As some trace elements (TEs) are essential micronutrients for all living organisms, their availability in soils is important for sustaining a healthy ecosystem. The objective of this study was to test the hypothesis that the intensity, duration, and frequency of soil drying-rewetting cycles enhance leaching of TEs (Mn, Zn and Cu).

We tested this hypothesis by drying a loamy grassland soil at 4 temperatures (25°C, 30°C, 35°C and 40°C) and two durations (2 or 14 days). Subsequently two replicates of each dried soil treatment plus a moist control treatment were packed in microcosms and rewetted with deionised water. All treatments were subjected to three re-wetting cycles. Second and third rewetting cycles were carried out 7 days after the first and second rewetting events, respectively. Collected leachate was filtered (0.45µm), acidified (Aristar HNO3) and analysed for TEs, using ICP-MS.

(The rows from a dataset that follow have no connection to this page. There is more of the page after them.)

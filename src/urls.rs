//! URL normalization, prefix matching and rewrite rules
//!
//! Source and target URLs arrive as loosely-formatted strings
//! (`"example.com/api"`, `"http://10.0.0.2:8080"`). This module turns them
//! into normalized values and implements the path rewriting applied on every
//! proxied request.

use std::fmt;
use url::Url;

/// Scheme of a proxy target.
#[derive(Debug, Clone, Copy, PartialEq, Eq, Hash)]
pub enum Protocol {
    Http,
    Https,
}

impl Protocol {
    pub fn as_str(&self) -> &'static str {
        match self {
            Protocol::Http => "http",
            Protocol::Https => "https",
        }
    }

    pub fn default_port(&self) -> u16 {
        match self {
            Protocol::Http => 80,
            Protocol::Https => 443,
        }
    }

    pub fn is_secure(&self) -> bool {
        matches!(self, Protocol::Https)
    }
}

impl fmt::Display for Protocol {
    fn fmt(&self, f: &mut fmt::Formatter<'_>) -> fmt::Result {
        f.write_str(self.as_str())
    }
}

/// A parsed `register` source: hostname plus path prefix. The port is
/// irrelevant here, the listener fixes it.
#[derive(Debug, Clone, PartialEq, Eq)]
pub struct SourceUrl {
    pub hostname: String,
    pub pathname: String,
}

/// A fully-resolved upstream target. Immutable once built.
#[derive(Debug, Clone, PartialEq, Eq)]
pub struct Target {
    pub protocol: Protocol,
    pub hostname: String,
    pub port: u16,
    /// Path prefix prepended to rewritten request paths. Empty or `/` means
    /// no prefix.
    pub pathname: String,
    /// `hostname:port`, the value used for Host header overrides.
    pub host: String,
    /// Normalized URL string, used as the removal key by `unregister`.
    pub href: String,
    pub ssl_redirect: bool,
    pub use_target_host_header: bool,
}

impl fmt::Display for Target {
    fn fmt(&self, f: &mut fmt::Formatter<'_>) -> fmt::Result {
        f.write_str(&self.href)
    }
}

#[derive(Debug)]
pub enum UrlError {
    Parse(url::ParseError),
    /// Scheme other than http/https, or a URL without a host.
    NotHttp(String),
}

impl fmt::Display for UrlError {
    fn fmt(&self, f: &mut fmt::Formatter<'_>) -> fmt::Result {
        match self {
            UrlError::Parse(e) => write!(f, "invalid URL: {}", e),
            UrlError::NotHttp(s) => write!(f, "not an http(s) URL: {}", s),
        }
    }
}

impl std::error::Error for UrlError {}

impl From<url::ParseError> for UrlError {
    fn from(e: url::ParseError) -> Self {
        UrlError::Parse(e)
    }
}

/// Parse a loosely-formatted URL string. Strings without an `http://` or
/// `https://` prefix get `http://` prepended before parsing.
pub fn prepare_url(input: &str) -> Result<Url, UrlError> {
    let trimmed = input.trim();
    let with_scheme = if trimmed.starts_with("http://") || trimmed.starts_with("https://") {
        trimmed.to_string()
    } else {
        format!("http://{}", trimmed)
    };

    let url = Url::parse(&with_scheme)?;
    if url.host_str().is_none() || !matches!(url.scheme(), "http" | "https") {
        return Err(UrlError::NotHttp(input.to_string()));
    }
    Ok(url)
}

/// Parse a `register` source. The path defaults to `/`.
pub fn parse_source(input: &str) -> Result<SourceUrl, UrlError> {
    let url = prepare_url(input)?;
    let pathname = match url.path() {
        "" => "/".to_string(),
        p => p.to_string(),
    };
    Ok(SourceUrl {
        hostname: url.host_str().unwrap_or_default().to_lowercase(),
        pathname,
    })
}

/// Flags attached to a target at build time, derived from route options.
#[derive(Debug, Clone, Copy, Default)]
pub struct TargetFlags {
    pub ssl_redirect: bool,
    pub use_target_host_header: bool,
}

/// Build a [`Target`] from a loosely-formatted URL string.
pub fn build_target(input: &str, flags: TargetFlags) -> Result<Target, UrlError> {
    let url = prepare_url(input)?;
    let protocol = match url.scheme() {
        "https" => Protocol::Https,
        _ => Protocol::Http,
    };
    let hostname = url.host_str().unwrap_or_default().to_lowercase();
    let port = url.port().unwrap_or_else(|| protocol.default_port());
    let pathname = match url.path() {
        "/" => String::new(),
        p => p.trim_end_matches('/').to_string(),
    };

    Ok(Target {
        protocol,
        host: format!("{}:{}", hostname, port),
        href: url.to_string(),
        hostname,
        port,
        pathname,
        ssl_redirect: flags.ssl_redirect,
        use_target_host_header: flags.use_target_host_header,
    })
}

/// Prefix match with a path-boundary guard: `url` matches `prefix` iff they
/// are equal or the character right after the prefix is `/` or `?`. This is
/// what keeps `/foo` from matching `/foobar`.
pub fn path_starts_with(url: &str, prefix: &str) -> bool {
    if !url.starts_with(prefix) {
        return false;
    }
    match url.as_bytes().get(prefix.len()) {
        None => true,
        Some(b'/') | Some(b'?') => true,
        Some(_) => false,
    }
}

/// Strip a matched route path from an incoming path-and-query. Paths of
/// length 1 (`/`) strip nothing. The query is preserved untouched.
pub fn strip_route_path(path_and_query: &str, route_path: &str) -> String {
    if route_path.len() <= 1 {
        return path_and_query.to_string();
    }
    let rest = &path_and_query[route_path.len().min(path_and_query.len())..];
    if rest.is_empty() {
        "/".to_string()
    } else {
        rest.to_string()
    }
}

/// Join a target path prefix with the (possibly stripped) request
/// path-and-query. POSIX-style join, except a query-only remainder is
/// concatenated directly so no `/` sneaks in before the `?`.
pub fn join_target_path(target_pathname: &str, path_and_query: &str) -> String {
    if target_pathname.is_empty() || target_pathname == "/" {
        return path_and_query.to_string();
    }
    let prefix = target_pathname.trim_end_matches('/');
    if path_and_query.starts_with('?') {
        return format!("{}{}", prefix, path_and_query);
    }
    if path_and_query == "/" || path_and_query.is_empty() {
        return prefix.to_string();
    }
    if path_and_query.starts_with('/') {
        format!("{}{}", prefix, path_and_query)
    } else {
        format!("{}/{}", prefix, path_and_query)
    }
}

/// Full rewrite for a matched route and chosen target.
pub fn rewrite_path(path_and_query: &str, route_path: &str, target: &Target) -> String {
    let stripped = strip_route_path(path_and_query, route_path);
    join_target_path(&target.pathname, &stripped)
}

Relative to the control moist soil (39.7 % moisture content and stored at 3°C), the leachate concentration of all metals increased in all drying treatments. The largest percentage metal concentration increases occurred for the extended drying period (14 days) at 40°C. However, smaller increases in leachate metal concentrations were observed for the shorter drying duration (2 days) at 40°C. The observed increase in metal leaching is perhaps caused by drying-rewetting induced aggregate disruption, enhanced mineralisation, and microbial cell lysis. Our results demonstrate that the intensity and duration of drying enhance concentrations of Mn, Zn and Cu in leachates. However concentrations diminished in the successive rewetting events probably because available metals have been leached and those that remain were not in soluble forms.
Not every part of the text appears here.